“O sucesso dos nossos alunos é o sucesso de toda a comunidade”
Personalidade do Ano Prestígio - Agrupamento de Escolas de Alcanena
O Agrupamento de Escolas de Alcanena tem sido muito falado por ter sido considerado o melhor da Europa a ensinar ciências e tecnologias. A directora do agrupamento, Ana Cláudia Cohen, explica a razão do sucesso e diz que o agrupamento tem também bons resultados noutras áreas. Na entrevista a O MIRANTE teve consigo José Fradique (J.F.), coordenador do Departamento de Matemática e Ciências Experimentais.
Gerir o trabalho dos outros é difícil?
Não. A única coisa que tenho presente é que somos todos diferentes. E que todos temos direito a ser como somos. Das duas uma: ou sou ditadora e digo para fazerem o que quero, correndo o risco de ninguém o fazer, ou consigo fazer com que sejam os próprios professores a quererem mudar, mesmo que uns demorem mais tempo que outros. Isto acaba por contaminar, no bom sentido, os alunos.
Qual a postura da generalidade dos professores?

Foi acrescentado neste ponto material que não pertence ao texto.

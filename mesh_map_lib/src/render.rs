//! What the map draws for the current inputs: which markers and lines are
//! shown after filtering, the document title, and the panels a selection
//! opens.

use crate::route::RouteMatch;
use crate::selection::Selection;
use common::filters::Filters;
use common::geo::LngLat;
use common::network::{LinkKey, Network, NodeId};
use itertools::Itertools;
use serde::Serialize;

#[derive(Debug, Clone, PartialEq, Serialize)]
pub struct MarkerRender {
    pub id: NodeId,
    pub position: LngLat,
    pub visible: bool,
}

#[derive(Debug, Clone, PartialEq, Serialize)]
pub struct LineRender {
    pub key: LinkKey,
    pub visible: bool,
}

#[derive(Debug, Clone, PartialEq, Serialize)]
pub struct KioskRender {
    pub id: String,
    pub position: LngLat,
}

#[derive(Debug, Clone, PartialEq, Eq, Serialize)]
pub struct GalleryPanel {
    pub node_param: String,
    pub panorama: String,
}

#[derive(Debug, Clone, PartialEq, Serialize)]
pub struct RenderPlan {
    pub markers: Vec<MarkerRender>,
    pub lines: Vec<LineRender>,
    pub kiosks: Vec<KioskRender>,
    pub title: String,
    /// One node detail panel per selected id, in route order.
    pub detail_panels: Vec<NodeId>,
    pub gallery: Option<GalleryPanel>,
}

/// A filtered-out node stays visible while it is selected. Lines have no
/// such override: a line is hidden as soon as either endpoint type is.
pub fn render_plan(
    network: &Network,
    route: &RouteMatch,
    filters: &Filters,
    title_suffix: &str,
) -> RenderPlan {
    let selection = route.selection();

    let markers = network
        .nodes()
        .iter()
        .map(|node| MarkerRender {
            id: node.id.clone(),
            position: node.coordinates,
            visible: filters.is_visible(&node.node_type) || selection.contains(&node.id),
        })
        .collect();

    let lines = network
        .links()
        .iter()
        .map(|link| LineRender {
            key: link.key(),
            visible: link.endpoint_types().all(|t| filters.is_visible(t)),
        })
        .collect();

    let kiosks = network
        .kiosks()
        .iter()
        .map(|kiosk| KioskRender {
            id: kiosk.id.clone(),
            position: kiosk.coordinates,
        })
        .collect();

    let gallery = match (&route.node_param, &route.panorama) {
        (Some(node_param), Some(panorama)) => Some(GalleryPanel {
            node_param: node_param.clone(),
            panorama: panorama.clone(),
        }),
        _ => None,
    };

    RenderPlan {
        markers,
        lines,
        kiosks,
        title: document_title(&selection, title_suffix),
        detail_panels: selection.iter().cloned().collect(),
        gallery,
    }
}

pub fn document_title(selection: &Selection, suffix: &str) -> String {
    if selection.is_empty() {
        suffix.to_string()
    } else {
        format!("{} - {suffix}", selection.iter().join(", "))
    }
}

#[cfg(test)]
mod tests {
    use super::*;
    use crate::test_helpers::util::{mk_link, mk_network, mk_node};
    use common::network::{Kiosk, NodeStatus};

    fn network() -> Network {
        let mut hub = mk_node("1", 0.0, 0.0, NodeStatus::Installed, &["2"], &[]);
        hub.node_type = "hub".into();
        let mut potential = mk_node("2", 1.0, 1.0, NodeStatus::Other("Potential".into()), &[], &[]);
        potential.node_type = "potential".into();
        Network::new(
            vec![hub, potential],
            vec![mk_link("1", "2", "active")],
            vec![Kiosk {
                id: "k".into(),
                coordinates: LngLat::new(0.5, 0.5),
            }],
        )
        .unwrap()
    }

    fn visible(plan: &RenderPlan, id: &str) -> bool {
        plan.markers
            .iter()
            .find(|m| m.id.as_str() == id)
            .map(|m| m.visible)
            .unwrap()
    }

    #[test]
    fn filter_hides_unselected_node() {
        let filters: Filters = [("potential", false)].into_iter().collect();
        let plan = render_plan(&network(), &RouteMatch::from_path("/"), &filters, "Map");
        assert!(visible(&plan, "1"));
        assert!(!visible(&plan, "2"));
        assert!(!plan.lines[0].visible);
        assert_eq!(plan.kiosks.len(), 1);
    }

    #[test]
    fn selection_overrides_filter() {
        let filters: Filters = [("potential", false)].into_iter().collect();
        let plan = render_plan(
            &network(),
            &RouteMatch::from_path("/nodes/2"),
            &filters,
            "Map",
        );
        assert!(visible(&plan, "2"));
        // lines do not get the override
        assert!(!plan.lines[0].visible);
    }

    #[test]
    fn title_and_panels_follow_route_order() {
        let plan = render_plan(
            &network(),
            &RouteMatch::from_path("/nodes/2-1"),
            &Filters::new(),
            "Map - NYC Mesh",
        );
        assert_eq!(plan.title, "2, 1 - Map - NYC Mesh");
        assert_eq!(plan.detail_panels, vec![NodeId::from("2"), NodeId::from("1")]);
        assert!(plan.gallery.is_none());
    }

    #[test]
    fn stale_ids_still_get_a_panel() {
        let plan = render_plan(
            &network(),
            &RouteMatch::from_path("/nodes/9"),
            &Filters::new(),
            "Map",
        );
        assert_eq!(plan.detail_panels, vec![NodeId::from("9")]);
    }

    #[test]
    fn gallery_route_opens_gallery() {
        let plan = render_plan(
            &network(),
            &RouteMatch::from_path("/nodes/1/panoramas/4"),
            &Filters::new(),
            "Map",
        );
        assert_eq!(
            plan.gallery,
            Some(GalleryPanel {
                node_param: "1".into(),
                panorama: "4".into(),
            })
        );
    }

    #[test]
    fn no_selection_title_is_suffix() {
        let network = mk_network(vec![], vec![]);
        let plan = render_plan(&network, &RouteMatch::default(), &Filters::new(), "Map");
        assert_eq!(plan.title, "Map");
        assert!(plan.detail_panels.is_empty());
    }
}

De um modo geral o que eles transmitem é que já não acreditam em politiquices, nem em medidas externas, mas acreditam no Agrupamento de Alcanena. Isso faz toda a diferença. Acreditam nos seus alunos e no caminho que estamos a seguir, ainda que alguns estejam ou sejam mais reticentes. A cooperação profissional é muito importante, a começar pelo topo e isso aqui existe. Complementamo-nos muito bem. Eu sou directora, tenho como sub-directora, Mónica Rodrigues, e três adjuntos: Paulo Lourenço, Carlos Lopes e Ana Isabel.
Em que altura da sua vida decidiu ser professora?
Nasci em Torres Novas. Os meus pais eram professores e o mundo escolar sempre fez parte do meu crescimento. Apesar dos meus pais terem tentado que eu não fosse professora sempre senti que tinha este destino traçado. Desde os três anos que sinto quero ser professora. Quando acabei o curso (Línguas e Literaturas Modernas, Estudos em Inglês e Alemão) fiz o estágio no Liceu Pedro Nunes, em Lisboa, e depois vim para Alcanena. Já lá vão vinte e sete anos. Aqui fiz de tudo um pouco. Sempre fora da caixa e preocupada com as aprendizagens dos alunos.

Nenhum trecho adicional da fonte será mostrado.